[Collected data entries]
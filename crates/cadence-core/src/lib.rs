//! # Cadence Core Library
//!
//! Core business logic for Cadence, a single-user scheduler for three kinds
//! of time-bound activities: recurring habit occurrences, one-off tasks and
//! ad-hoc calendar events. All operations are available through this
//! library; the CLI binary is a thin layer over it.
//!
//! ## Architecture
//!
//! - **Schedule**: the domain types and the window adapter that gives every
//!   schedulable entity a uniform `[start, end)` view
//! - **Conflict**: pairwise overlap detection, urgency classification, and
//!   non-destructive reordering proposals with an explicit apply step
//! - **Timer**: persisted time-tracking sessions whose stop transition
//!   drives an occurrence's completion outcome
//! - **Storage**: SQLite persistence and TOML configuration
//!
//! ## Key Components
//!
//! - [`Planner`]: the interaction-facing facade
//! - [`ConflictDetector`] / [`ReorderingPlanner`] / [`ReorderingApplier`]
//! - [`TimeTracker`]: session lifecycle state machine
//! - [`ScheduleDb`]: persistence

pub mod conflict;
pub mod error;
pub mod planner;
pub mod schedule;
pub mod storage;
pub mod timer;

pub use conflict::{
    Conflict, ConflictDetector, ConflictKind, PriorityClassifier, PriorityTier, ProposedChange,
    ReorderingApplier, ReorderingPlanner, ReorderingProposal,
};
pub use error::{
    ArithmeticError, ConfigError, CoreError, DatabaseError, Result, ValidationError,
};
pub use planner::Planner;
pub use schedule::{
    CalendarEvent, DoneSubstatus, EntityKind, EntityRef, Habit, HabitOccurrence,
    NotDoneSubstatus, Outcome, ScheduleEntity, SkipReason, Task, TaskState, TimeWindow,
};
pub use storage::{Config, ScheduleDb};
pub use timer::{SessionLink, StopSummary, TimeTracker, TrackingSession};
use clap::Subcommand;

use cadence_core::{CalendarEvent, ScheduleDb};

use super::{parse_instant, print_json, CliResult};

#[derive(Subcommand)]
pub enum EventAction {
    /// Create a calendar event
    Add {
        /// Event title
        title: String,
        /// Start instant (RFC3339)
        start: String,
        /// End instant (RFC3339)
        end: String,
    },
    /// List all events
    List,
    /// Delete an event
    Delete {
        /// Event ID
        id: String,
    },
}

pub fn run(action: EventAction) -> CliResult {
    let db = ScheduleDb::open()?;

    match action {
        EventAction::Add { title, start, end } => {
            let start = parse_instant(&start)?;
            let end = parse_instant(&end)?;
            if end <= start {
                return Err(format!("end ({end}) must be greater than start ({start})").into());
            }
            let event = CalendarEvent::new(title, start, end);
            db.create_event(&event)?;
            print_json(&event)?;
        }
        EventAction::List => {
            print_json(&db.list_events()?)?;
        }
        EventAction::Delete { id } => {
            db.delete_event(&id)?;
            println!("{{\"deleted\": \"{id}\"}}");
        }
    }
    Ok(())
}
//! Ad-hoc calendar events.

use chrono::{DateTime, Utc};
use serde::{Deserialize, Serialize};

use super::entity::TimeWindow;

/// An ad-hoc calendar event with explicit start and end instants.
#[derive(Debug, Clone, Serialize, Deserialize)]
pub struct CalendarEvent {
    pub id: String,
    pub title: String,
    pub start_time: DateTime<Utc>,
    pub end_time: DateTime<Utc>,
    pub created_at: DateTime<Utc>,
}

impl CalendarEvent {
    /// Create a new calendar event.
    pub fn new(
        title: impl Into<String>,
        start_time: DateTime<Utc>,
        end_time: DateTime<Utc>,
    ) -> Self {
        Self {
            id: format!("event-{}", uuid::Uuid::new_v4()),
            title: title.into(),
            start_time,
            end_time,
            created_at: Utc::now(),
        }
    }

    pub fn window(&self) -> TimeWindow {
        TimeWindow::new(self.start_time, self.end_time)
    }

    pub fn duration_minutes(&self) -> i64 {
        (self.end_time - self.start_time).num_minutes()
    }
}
---
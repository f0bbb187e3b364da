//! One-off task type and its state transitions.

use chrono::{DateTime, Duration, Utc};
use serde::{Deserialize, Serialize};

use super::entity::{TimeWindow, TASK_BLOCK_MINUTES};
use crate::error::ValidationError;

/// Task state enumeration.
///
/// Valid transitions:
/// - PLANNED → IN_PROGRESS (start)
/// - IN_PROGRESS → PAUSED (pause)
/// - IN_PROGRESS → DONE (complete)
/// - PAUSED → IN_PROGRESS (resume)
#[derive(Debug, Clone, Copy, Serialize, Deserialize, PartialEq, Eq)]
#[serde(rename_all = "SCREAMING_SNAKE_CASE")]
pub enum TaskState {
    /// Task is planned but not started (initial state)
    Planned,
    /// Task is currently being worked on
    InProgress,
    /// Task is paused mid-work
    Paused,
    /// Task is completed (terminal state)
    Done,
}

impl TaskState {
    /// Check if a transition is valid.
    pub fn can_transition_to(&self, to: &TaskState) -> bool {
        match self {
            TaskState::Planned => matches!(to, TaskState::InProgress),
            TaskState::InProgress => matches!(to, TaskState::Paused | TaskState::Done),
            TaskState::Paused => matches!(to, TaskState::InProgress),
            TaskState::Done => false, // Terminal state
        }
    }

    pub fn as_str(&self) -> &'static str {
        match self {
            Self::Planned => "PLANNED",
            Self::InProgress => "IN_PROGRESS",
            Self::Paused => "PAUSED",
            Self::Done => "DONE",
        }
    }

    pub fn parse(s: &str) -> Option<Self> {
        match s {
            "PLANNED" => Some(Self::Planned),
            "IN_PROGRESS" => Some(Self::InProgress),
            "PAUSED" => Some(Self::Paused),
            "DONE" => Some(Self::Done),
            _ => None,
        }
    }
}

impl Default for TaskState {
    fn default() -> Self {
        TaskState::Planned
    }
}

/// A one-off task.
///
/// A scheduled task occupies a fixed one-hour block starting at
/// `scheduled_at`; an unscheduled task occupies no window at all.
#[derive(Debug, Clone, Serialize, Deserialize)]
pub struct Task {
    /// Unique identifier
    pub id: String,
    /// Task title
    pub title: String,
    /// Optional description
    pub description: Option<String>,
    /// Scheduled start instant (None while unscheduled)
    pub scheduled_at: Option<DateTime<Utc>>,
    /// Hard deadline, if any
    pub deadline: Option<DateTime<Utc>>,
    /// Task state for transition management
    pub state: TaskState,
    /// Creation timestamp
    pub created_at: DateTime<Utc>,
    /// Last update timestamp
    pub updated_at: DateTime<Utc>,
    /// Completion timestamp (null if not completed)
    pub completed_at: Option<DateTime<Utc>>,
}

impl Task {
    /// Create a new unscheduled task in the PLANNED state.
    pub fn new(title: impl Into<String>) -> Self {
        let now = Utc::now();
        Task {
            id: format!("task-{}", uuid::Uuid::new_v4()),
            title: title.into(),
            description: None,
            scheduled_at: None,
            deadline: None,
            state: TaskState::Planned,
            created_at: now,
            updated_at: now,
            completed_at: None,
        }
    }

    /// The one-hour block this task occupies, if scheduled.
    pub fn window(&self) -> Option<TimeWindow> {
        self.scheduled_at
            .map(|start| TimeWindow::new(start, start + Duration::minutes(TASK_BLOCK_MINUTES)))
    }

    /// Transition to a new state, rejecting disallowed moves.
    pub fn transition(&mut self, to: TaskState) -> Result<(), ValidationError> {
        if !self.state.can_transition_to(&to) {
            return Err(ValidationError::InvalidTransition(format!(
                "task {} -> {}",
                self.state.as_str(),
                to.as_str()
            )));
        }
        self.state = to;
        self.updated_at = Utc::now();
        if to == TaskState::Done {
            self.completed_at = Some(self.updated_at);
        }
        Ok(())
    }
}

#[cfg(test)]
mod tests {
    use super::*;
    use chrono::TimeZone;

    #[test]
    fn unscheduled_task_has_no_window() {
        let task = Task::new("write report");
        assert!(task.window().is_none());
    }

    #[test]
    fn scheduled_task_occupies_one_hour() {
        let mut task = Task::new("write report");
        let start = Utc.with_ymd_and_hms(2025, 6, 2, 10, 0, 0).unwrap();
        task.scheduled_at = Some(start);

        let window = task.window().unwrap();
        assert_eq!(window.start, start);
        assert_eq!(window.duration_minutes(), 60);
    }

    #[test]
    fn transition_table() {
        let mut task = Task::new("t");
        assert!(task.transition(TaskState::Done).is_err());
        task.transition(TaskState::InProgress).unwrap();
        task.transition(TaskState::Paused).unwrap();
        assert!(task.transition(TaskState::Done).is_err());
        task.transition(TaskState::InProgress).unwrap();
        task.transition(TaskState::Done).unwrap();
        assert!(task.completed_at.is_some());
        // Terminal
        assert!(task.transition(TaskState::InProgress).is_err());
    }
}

* **Directions for this task**: For this task, write out exactly the lines of the entries above, starting at the line with "self.updated_at = Utc::now();" and ending at the line with "assert_eq!(window.start, start);", both included, and no others.

* **Reply**:
        self.updated_at = Utc::now();
        if to == TaskState::Done {
            self.completed_at = Some(self.updated_at);
        }
        Ok(())
    }
}

#[cfg(test)]
mod tests {
    use super::*;
    use chrono::TimeZone;

    #[test]
    fn unscheduled_task_has_no_window() {
        let task = Task::new("write report");
        assert!(task.window().is_none());
    }

    #[test]
    fn scheduled_task_occupies_one_hour() {
        let mut task = Task::new("write report");
        let start = Utc.with_ymd_and_hms(2025, 6, 2, 10, 0, 0).unwrap();
        task.scheduled_at = Some(start);

        let window = task.window().unwrap();
        assert_eq!(window.start, start);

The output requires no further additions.